Easy Chicken Fajita Recipe
This chicken fajita recipe is perfect for those evenings that the office meeting ran late, traffic was a nightmare, or the kids soccer game went into overtime. With a little bit of chopping this meal can be ready in 20 minutes or less.
• 3 pounds bones chicken breasts
• 1 onion
• 1 red bell pepper
• 1 yellow pepper
• 3 teaspoon chile powder
• 3 teaspoons salt
• 1 ½ teaspoons cumin
• 1 ½ teaspoons onion powder
• 3 tablespoons cornstarch
• 3/4 cup cold water
• 3 tablespoons olive oil
• ¼ cup tablespoons lime juice
• 8 tortillas
• Garnish with: guacamole, sour cream, salsa, shredded cheese, or refried beans
Chop the onions and peppers into long, wide strips. Cut the chicken into long, wide strips. Set aside.

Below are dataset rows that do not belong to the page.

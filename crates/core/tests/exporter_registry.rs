use std::sync::Arc;

use varexport_core::exporter::{VarExporter, directory};
use varexport_core::value::Value;
use varexport_core::variable::{
    AccessError, ExportSpec, ManagedVariable, SupplierVariable, Variable,
};

fn managed(name: &str, value: impl Into<Value>) -> Arc<ManagedVariable> {
    Arc::new(ManagedVariable::builder(name).value(value).build().expect("valid name"))
}

#[test]
fn registered_value_is_readable() {
    let exporter = VarExporter::detached("registry");
    exporter.export(managed("answer", Value::Int(42)));
    assert_eq!(exporter.get_value("answer").unwrap(), Some(Value::Int(42)));
}

#[test]
fn missing_name_is_absent_not_an_error() {
    let exporter = VarExporter::detached("registry");
    assert!(exporter.get_variable("nope").is_none());
    assert_eq!(exporter.get_value("nope").unwrap(), None);
}

#[test]
fn later_registration_wins() {
    let exporter = VarExporter::detached("registry");
    exporter.export(managed("dup", Value::Int(1)));
    exporter.export(managed("dup", Value::Int(2)));
    assert_eq!(exporter.get_value("dup").unwrap(), Some(Value::Int(2)));
    assert_eq!(exporter.names(), vec!["dup".to_string()]);
}

#[test]
fn reset_clears_own_mapping() {
    let exporter = VarExporter::detached("registry");
    exporter.export(managed("gone", Value::Int(1)));
    exporter.reset();
    assert_eq!(exporter.get_value("gone").unwrap(), None);

    let mut visited = 0;
    exporter.visit_variables(|_| visited += 1);
    assert_eq!(visited, 0);
}

#[test]
fn empty_traversal_has_no_start_time_entry() {
    let exporter = VarExporter::detached("registry");
    let mut names = Vec::new();
    exporter.visit_variables(|v| names.push(v.name().to_string()));
    assert!(names.is_empty());
}

#[test]
fn nonempty_traversal_ends_with_start_time() {
    let exporter = VarExporter::detached("registry");
    exporter.export(managed("present", Value::Int(1)));
    let mut names = Vec::new();
    exporter.visit_variables(|v| names.push(v.name().to_string()));
    assert_eq!(names, vec!["present".to_string(), "exporter-start-time".to_string()]);
}

#[test]
fn collected_variables_match_visit_order() {
    let exporter = VarExporter::detached("registry");
    exporter.export(managed("b", Value::Int(2)));
    exporter.export(managed("a", Value::Int(1)));

    let mut visited = Vec::new();
    exporter.visit_variables(|v| visited.push(v.name().to_string()));
    let collected: Vec<String> =
        exporter.variables().iter().map(|v| v.name().to_string()).collect();
    assert_eq!(collected, visited);
    assert_eq!(collected.first().map(String::as_str), Some("a"));
}

#[test]
fn traversal_order_is_name_sorted() {
    let exporter = VarExporter::detached("registry");
    exporter.export(managed("zeta", Value::Int(1)));
    exporter.export(managed("alpha", Value::Int(2)));
    exporter.export(managed("mid", Value::Int(3)));
    assert_eq!(exporter.names(), vec!["alpha", "mid", "zeta"]);
}

#[test]
fn accessor_failure_propagates_through_get_value() {
    let exporter = VarExporter::detached("registry");
    let broken = SupplierVariable::builder("broken")
        .accessor(|| {
            Err(AccessError::Failed { name: "broken".into(), message: "source gone".into() })
        })
        .build()
        .unwrap();
    exporter.export(Arc::new(broken));
    assert!(exporter.get_value("broken").is_err());
}

#[test]
fn export_spec_builds_and_registers() {
    let exporter = VarExporter::detached("registry");
    let mut spec = ExportSpec::new("spec-var", Box::new(|| Ok(Value::Int(9))));
    spec.doc = "declaratively registered".into();
    exporter.export_spec(spec).unwrap();

    let var = exporter.get_variable("spec-var").unwrap();
    assert_eq!(var.doc(), "declaratively registered");
    assert_eq!(var.value().unwrap(), Value::Int(9));
}

#[test]
fn export_spec_with_timeout_caches_reads() {
    let exporter = VarExporter::detached("registry");
    let mut spec = ExportSpec::new("cached-var", Box::new(|| Ok(Value::Int(1))));
    spec.cache_timeout_ms = 60_000;
    exporter.export_spec(spec).unwrap();

    let var = exporter.get_variable("cached-var").unwrap();
    assert!(var.last_updated().is_none());
    var.value().unwrap();
    assert!(var.last_updated().is_some());
}

#[test]
fn managed_variable_scenario_in_global_namespace() {
    // Unique name: the global exporter is shared process-wide state.
    let global = directory::global();
    let depth = managed("registry-scenario-queue-depth", Value::Int(5));
    global.export(depth.clone());
    assert_eq!(
        global.get_value("registry-scenario-queue-depth").unwrap(),
        Some(Value::Int(5))
    );

    let before = depth.last_updated().unwrap();
    depth.set(Value::Int(12));
    assert_eq!(
        global.get_value("registry-scenario-queue-depth").unwrap(),
        Some(Value::Int(12))
    );
    assert!(depth.last_updated().unwrap() >= before);
}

In a small bowl, combine the chile powder, salt, cumin, onion powder. Set aside.
In a large bowl, combine the cornstarch and water. Whisk until the cornstarch has dissolved. Add the olive oil and lime juice. Whisk in the chile powder mixture.
Add the chicken, onions, and peppers to the mixture and toss to coat. If time allows refrigerate for thirty minutes.
In a frying pan set on medium, fry the mixture until the chicken is cooked through and the vegetables are crisp and tender-about 10 minutes.
Warm the tortillas in the microwave, spread your desired garnishes on the tortilla, fill with the chicken fajita filling, and enjoy!